The Black Boy is a real ale pub in Bricket Wood, near Watford

Cask Marque accrediationWe're proud to have been awarded the much sought after Cask Marque accrediation, assuring you of fine real ales served at the right temperature and to the standard you would expect. Our ales, consisting of Timothy Taylor Landlord, Fullers ESB and Fullers London Pride have undergone a stringent series of tests to ensure they are fully deserving of the Cask Marque seal of approval.

History

The part Grade II Listed Black Boy opened as an ale house in 1754 with the first known licensee recorded as Thomas Goodson, almost certainly making it one of the oldest public houses in the area.

The Black Boy in 1905

The Black Boy in 1905

In 1759 Henry Long and Isaac Quick took over though by 1770 Isaac Quick was running the premises on his own. The Jordan family became the licensees in 1838 with successive generations running the pub until the early 1900s. The Black Boy seems to attract long-serving publicans. Frank and Barbara Burnage achieved the distinction of becoming Hertfordshire's most durable landlords by remaining at the Black Boy from 1956 to 1999.

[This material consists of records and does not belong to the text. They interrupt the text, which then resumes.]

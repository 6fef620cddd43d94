//! Voice catalog — on-disk voice discovery and hot reload.
//!
//! ## Layout on disk
//!
//! A flat voices directory holding Piper-style model pairs:
//!
//! ```text
//! voices/
//!   en_US-amy-medium.onnx
//!   en_US-amy-medium.onnx.json
//! ```
//!
//! The voice id is the model basename without the `.onnx` extension. A model
//! without its sibling config is an orphan and is excluded from the index.
//!
//! ## Publication
//!
//! A scan builds a complete `VoiceIndex` and publishes it through an
//! `ArcSwap`. Readers take a cheap snapshot reference and never observe a
//! partially built index; the old snapshot is released when the last reader
//! drops it.

pub mod watcher;

use std::collections::BTreeMap;
use std::path::{Path, PathBuf};
use std::sync::Arc;

use arc_swap::ArcSwap;
use parking_lot::Mutex;
use tracing::{info, warn};

use crate::error::{Result, VocalisError};

/// Sample rate assumed when a voice config does not carry `audio.sample_rate`.
pub const DEFAULT_SAMPLE_RATE: u32 = 22_050;

/// One synthesizable voice backed by a model/config pair on disk.
#[derive(Debug, Clone, PartialEq, Eq)]
pub struct Voice {
    /// Model basename without the `.onnx` extension.
    pub id: String,
    /// Human-facing name; currently equal to the id.
    pub display_name: String,
    /// Absolute path to the `.onnx` model artifact.
    pub model_path: PathBuf,
    /// Absolute path to the `.onnx.json` config artifact.
    pub config_path: PathBuf,
    /// Output sample rate parsed from `audio.sample_rate`.
    pub sample_rate: u32,
}

/// Immutable snapshot of every well-formed voice found by one scan.
#[derive(Debug, Default)]
pub struct VoiceIndex {
    voices: BTreeMap<String, Voice>,
}

impl VoiceIndex {
    pub fn get(&self, id: &str) -> Option<&Voice> {
        self.voices.get(id)
    }

    pub fn voices(&self) -> impl Iterator<Item = &Voice> {
        self.voices.values()
    }

    pub fn len(&self) -> usize {
        self.voices.len()
    }

    pub fn is_empty(&self) -> bool {
        self.voices.is_empty()
    }
}

/// Thread-safe voice index with hot reload.
///
/// Many concurrent readers, one writer at publication time. Reads never
/// block for the duration of a scan.
pub struct VoiceCatalog {
    voices_dir: PathBuf,
    default_voice_id: String,
    index: ArcSwap<VoiceIndex>,
    watcher: Mutex<Option<watcher::WatcherHandle>>,
}

impl VoiceCatalog {
    /// Create a catalog over `voices_dir`. Does not scan — call [`scan`]
    /// once at startup, then [`spawn_watcher`] for hot reload.
    ///
    /// [`scan`]: VoiceCatalog::scan
    /// [`spawn_watcher`]: VoiceCatalog::spawn_watcher
    pub fn new(voices_dir: impl Into<PathBuf>, default_voice_id: impl Into<String>) -> Self {
        Self {
            voices_dir: voices_dir.into(),
            default_voice_id: default_voice_id.into(),
            index: ArcSwap::from_pointee(VoiceIndex::default()),
            watcher: Mutex::new(None),
        }
    }

    pub fn voices_dir(&self) -> &Path {
        &self.voices_dir
    }

    pub fn default_voice_id(&self) -> &str {
        &self.default_voice_id
    }

    /// Rebuild the index from disk and publish it atomically.
    ///
    /// A malformed config or an orphan model excludes that voice only. A
    /// directory-read failure keeps the previous snapshot. A missing
    /// directory is created; if creation fails an empty index is published.
    pub fn scan(&self) {
        if !self.voices_dir.is_dir() {
            if let Err(e) = std::fs::create_dir_all(&self.voices_dir) {
                warn!(
                    dir = %self.voices_dir.display(),
                    error = %e,
                    "voices directory missing and could not be created"
                );
                self.index.store(Arc::new(VoiceIndex::default()));
                return;
            }
        }

        match build_index(&self.voices_dir) {
            Ok(index) => {
                info!(
                    voices = index.len(),
                    dir = %self.voices_dir.display(),
                    "voice catalog published"
                );
                self.index.store(Arc::new(index));
            }
            Err(e) => {
                warn!(
                    dir = %self.voices_dir.display(),
                    error = %e,
                    "voices directory scan failed — keeping previous catalog"
                );
            }
        }
    }

    /// Cheap reference to the current published snapshot.
    pub fn snapshot(&self) -> Arc<VoiceIndex> {
        self.index.load_full()
    }

    /// Snapshot of all voices, ordered by id.
    pub fn list(&self) -> Vec<Voice> {
        self.snapshot().voices().cloned().collect()
    }

    pub fn get(&self, id: &str) -> Option<Voice> {
        self.snapshot().get(id).cloned()
    }

    pub fn voice_count(&self) -> usize {
        self.snapshot().len()
    }

    /// Resolve a requested voice id against the catalog.
    ///
    /// Returns `requested` when it names a present voice, otherwise the
    /// configured default voice id. The default is returned even when it is
    /// itself absent — synthesis will then fail with `VoiceUnavailable`,
    /// which is the caller's signal that the catalog has no usable voice.
    pub fn resolve(&self, requested: Option<&str>) -> String {
        match requested {
            Some(id) if !id.is_empty() => {
                if self.snapshot().get(id).is_some() {
                    id.to_string()
                } else {
                    warn!(
                        requested = id,
                        fallback = %self.default_voice_id,
                        "requested voice not in catalog — using default"
                    );
                    self.default_voice_id.clone()
                }
            }
            _ => self.default_voice_id.clone(),
        }
    }

    /// Start watching the voices directory for artifact changes.
    pub fn spawn_watcher(self: &Arc<Self>) -> Result<()> {
        let handle = watcher::spawn(Arc::clone(self))
            .map_err(|e| VocalisError::Other(anyhow::anyhow!("voices watcher: {e}")))?;
        *self.watcher.lock() = Some(handle);
        Ok(())
    }

    /// Stop the watcher and release its resources. Idempotent.
    pub fn shutdown(&self) {
        if let Some(handle) = self.watcher.lock().take() {
            handle.stop();
        }
    }
}

fn build_index(dir: &Path) -> std::io::Result<VoiceIndex> {
    let mut voices = BTreeMap::new();

    for entry in std::fs::read_dir(dir)? {
        let entry = match entry {
            Ok(entry) => entry,
            Err(e) => {
                warn!(error = %e, "unreadable directory entry — skipping");
                continue;
            }
        };
        let path = entry.path();
        if !path.is_file() || path.extension().and_then(|e| e.to_str()) != Some("onnx") {
            continue;
        }
        let Some(id) = path.file_stem().and_then(|s| s.to_str()).map(str::to_string) else {
            continue;
        };

        let config_path = sibling_config_path(&path);
        if !config_path.is_file() {
            warn!(voice = %id, "model has no matching config — skipping orphan");
            continue;
        }

        let sample_rate = match read_sample_rate(&config_path) {
            Ok(rate) => rate,
            Err(e) => {
                warn!(voice = %id, error = %e, "voice config unparseable — skipping");
                continue;
            }
        };

        voices.insert(
            id.clone(),
            Voice {
                display_name: id.clone(),
                id,
                model_path: absolutize(path),
                config_path: absolutize(config_path),
                sample_rate,
            },
        );
    }

    Ok(VoiceIndex { voices })
}

/// `voices/v.onnx` → `voices/v.onnx.json`.
fn sibling_config_path(model_path: &Path) -> PathBuf {
    let mut os = model_path.as_os_str().to_os_string();
    os.push(".json");
    PathBuf::from(os)
}

fn absolutize(path: PathBuf) -> PathBuf {
    std::path::absolute(&path).unwrap_or(path)
}

/// Extract a positive `audio.sample_rate`, defaulting when absent.
/// A config that is not valid JSON is an error (the voice is excluded).
fn read_sample_rate(config_path: &Path) -> std::result::Result<u32, String> {
    let raw = std::fs::read_to_string(config_path).map_err(|e| e.to_string())?;
    let config: serde_json::Value = serde_json::from_str(&raw).map_err(|e| e.to_string())?;
    Ok(config
        .pointer("/audio/sample_rate")
        .and_then(|v| v.as_u64())
        .filter(|&rate| rate > 0)
        .map(|rate| rate as u32)
        .unwrap_or(DEFAULT_SAMPLE_RATE))
}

The Black Boy became an obvious stopping off point from the 1770s when the route from St Albans to Watford was incorporated within a toll road and a turnpike opened nearby. Photographs from the early 1900s show a no-frills, modest sized building surrounded by thick woodland. The one entrance was in the middle of the central Listed part of the current building. The centrepiece inside was a magnificent inglenook fireplace. You can still see the thick wooden beams behind the bar. Aerial shots from the late 1950s show a significantly bigger but still largely isolated pub with a sizeable garden and a new and virtually empty A405 running parallel to the Old Watford Road. With the construction of the M1 all that was to change. The conspicuous acres of heathland and woodland behind the Black Boy in the aerial pictures - now Broadacre, The Uplands and surrounding roads - would eventually be swallowed up by development.

A stone plaque in the front wall commemorates former licensee John George Eggleton who left the Black Boy in 1917 to join the Royal Engineers as a sapper. He was killed in France on April 16th, 1918, aged 27. His body was never recovered but his sacrifice is marked on a memorial at Pozieres on the Somme.

Why the name Black Boy? There are a number of similarly named pubs in the region but the derivation is not clear cut. In the 18th century it was fashionable for wealthy families to employ negro servants with the little 'black boy' riding pillion on their carriages. These premises probably got their name from this piece of social one-upmanship. However when Charles II (1660-1685) was in exile his dark complexion earned him the nickname The Black Boy!

The longevity of the Black Boy pales into insignificance when one considers the Roman influenced history of the surrounding area. Remains of a Romano-British tile and pottery kiln - from around 100-150 AD - were discovered in a gravel pit behind the house in 1932 and a gold Roman coin circa 393-423 AD was found in the garden in 1958.

The current landlords took over from the Marks family in early 2002.